1. Un rôle essentiel dans les dispositifs de lutte contre les violences faites aux femmes

Souvent des petites structures, elles jouent un rôle essentiel dans la prévention et l'accompagnement des femmes victimes de violences , en offrant un service de conseil, d'accès à l'information et de mise à l'abri notamment.

Ainsi, les numéros d'écoute sont principalement gérés par des associations . La Fédération Nationale Solidarité Femmes (FNSF) gère la ligne 39.19, le Collectif Féministe Contre le Viol (CVCF) a également une ligne directe (0800 05 95 95), comme l'association Femmes pour le Dire, Femmes pour Agir (FDFA). De même, l'essentiel des accueils de jour sont portés par des structures associatives . De nombreuses associations (une femme un toit, l'amicale du Nid, le réseau « Solidarité femmes » etc.) constituent des lieux d'hébergement , sans parler des structures de prises en charge globale comme la Maison des femmes et Women Safe. Par ailleurs, elles jouent un rôle indispensable pour la mise en oeuvre du parcours de sortie de la prostitution, comme indiqué précédemment dans le rapport.

Les centres d'information sur les droits des femmes et des familles (CIDFF) et des espaces de vie affective, relationnelle et sexuelle (EVARS) mènent également des actions essentielles, pour les femmes victimes de violences ( cf. encadré infra ).

Les centres d'information sur les droits des femmes et des familles (CIDFF)
et des espaces de vie affective, relationnelle et sexuelle (EVARS),
des structures indispensables, récemment réformées

Les centres d'information sur les droits des femmes et des familles (CIDFF)

Rôle en matière de lutte contre les violences

La mission des CIDFF consiste notamment à « lutter contre les violences et les préjugés sexistes » (article D. 217-1 CASF) en diffusant de l'information aux femmes et aux familles venant dans leurs permanences. Nombre de CIDFF procèdent en outre à un accompagnement en matière de lutte contre les violences soit en faisant de l'aide aux victimes , soit en étant structure « référent violences » au plan départemental, soit en disposant d'un a ccueil de jour ou en portant des lieux d'accueil, d'écoute et d'orientation (LAEO) . Quelques associations CIDFF ont même un service d'hébergement d'urgence .

Maillage territorial

Actuellement, 102 associations sont agréées CIDFF sur le territoire national, dont 2 dans les territoires ultra-marins (Guadeloupe et Polynésie française) pour un total de 1188 permanences d'informations juridique et de 290 juristes (sur 988 salariés des CIDFF) informant 23 000 individus par an (dont 73% sont des femmes). Les CIDFF ont essentiellement un ressort départemental (81 CIDFF), plus ou moins bien couvert.

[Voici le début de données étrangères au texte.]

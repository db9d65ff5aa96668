use std::collections::HashMap;
use std::sync::Arc;

use log::*;

use courier_framer::Direction;
use courier_registry::{ConfigError, Protocol, Registry};

use crate::dispatcher::SubChannelSink;
use crate::{Dispatcher, Result, Transport, TransportChannel};

/// Owns one transport binding per open channel.
///
/// Opening a channel binds both of its sub-channels to the dispatcher.  Channels are opened during startup and stay
/// open for the life of the manager.
pub struct ChannelManager<P: Protocol, T: Transport> {
    transport: T,
    registry: Arc<Registry<P>>,
    dispatcher: Arc<Dispatcher<P>>,
    compatibility_token: String,
    open: HashMap<Arc<str>, T::Channel>,
}

impl<P: Protocol, T: Transport> ChannelManager<P, T> {
    pub fn new(
        transport: T,
        registry: Arc<Registry<P>>,
        dispatcher: Arc<Dispatcher<P>>,
        compatibility_token: String,
    ) -> Self {
        ChannelManager {
            transport,
            registry,
            dispatcher,
            compatibility_token,
            open: Default::default(),
        }
    }

    /// Open a channel declared in the registry.
    ///
    /// Opening an already-open channel returns the existing binding without asking the transport for a second one.
    pub fn open_channel(&mut self, name: &str) -> Result<&T::Channel> {
        if !self.registry.messages().has_channel(name) {
            return Err(ConfigError::UnknownChannel(name.to_string()).into());
        }

        if self.open.contains_key(name) {
            warn!("Channel {} is already open; keeping the existing binding", name);
            return Ok(&self.open[name]);
        }

        info!(
            "Opening channel {} as the {} with compatibility token {:?}",
            name,
            self.dispatcher.role(),
            self.compatibility_token
        );
        let channel = self
            .transport
            .open_channel(name, &self.compatibility_token)?;

        let name: Arc<str> = Arc::from(name);
        for (bound, direction) in Direction::ALL.into_iter().enumerate() {
            let sink = SubChannelSink {
                dispatcher: self.dispatcher.clone(),
                channel: name.clone(),
                direction,
            };
            if let Err(e) = channel.bind(direction.sub_channel(), Arc::new(sink)) {
                // Leave nothing half-bound, so the open can be retried.
                for earlier in &Direction::ALL[..bound] {
                    channel.unbind(earlier.sub_channel());
                }
                return Err(e.into());
            }
        }

        self.open.insert(name.clone(), channel);
        Ok(&self.open[&*name])
    }

    /// Open every channel in the registry, in declaration order.
    pub fn open_all(&mut self) -> Result<()> {
        let names = self
            .registry
            .messages()
            .iter_channels()
            .map(|c| c.to_string())
            .collect::<Vec<_>>();
        for name in names {
            self.open_channel(&name)?;
        }
        Ok(())
    }

    pub fn is_open(&self, name: &str) -> bool {
        self.open.contains_key(name)
    }

    pub fn channel(&self, name: &str) -> Option<&T::Channel> {
        self.open.get(name)
    }

    pub fn transport(&self) -> &T {
        &self.transport
    }
}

Réorganisation territoriale : perspectives 2020

À la suite d'une mission relative au pilotage de la fédération nationale des CIDFF (FNCIDFF) confiée à l'Agence nouvelle des solidarités actives, un rapport a été publié en juillet 2018 qui préconisait notamment une mutualisation/externalisation des fonctions support des CIDFF en dynamisant les fédérations régionales de CIDFF , qui seraient ainsi chargées des fonctions dites de « back-office » des CIDFF (recherche de financements publics/privés, constitution des dossiers de subvention, suivi de l'activité proprement associative des CIDFF, etc.).

Dans le projet de convention pluriannuelle d'objectifs et de moyens entre la DGCS-SDFE et la FNCIDFF, il a ainsi été tenu compte de ces préconisations, la FNCIDFF devant « apporter un soutien méthodologique aux FRCIDFF dans une perspective de mutualisation des fonctions support, de recherche de financements et d'assistance au montage des projets de CIDFF ».

Montant des financements publics

En application de la loi de finances pour 2020, 5,9 millions d'euros, soit 20 % de l'enveloppe du programme 137, servent à financer le réseau des CIDFF , respectivement à hauteur de 1,28 million d'euros pour la fédération nationale et de 4,62 millions d'euros pour l'ensemble des CIDFF. La DGCS-SDFE étant le principal financeur de la FNCIDFF, des CPOM ont été conclues avec l'État depuis 2001.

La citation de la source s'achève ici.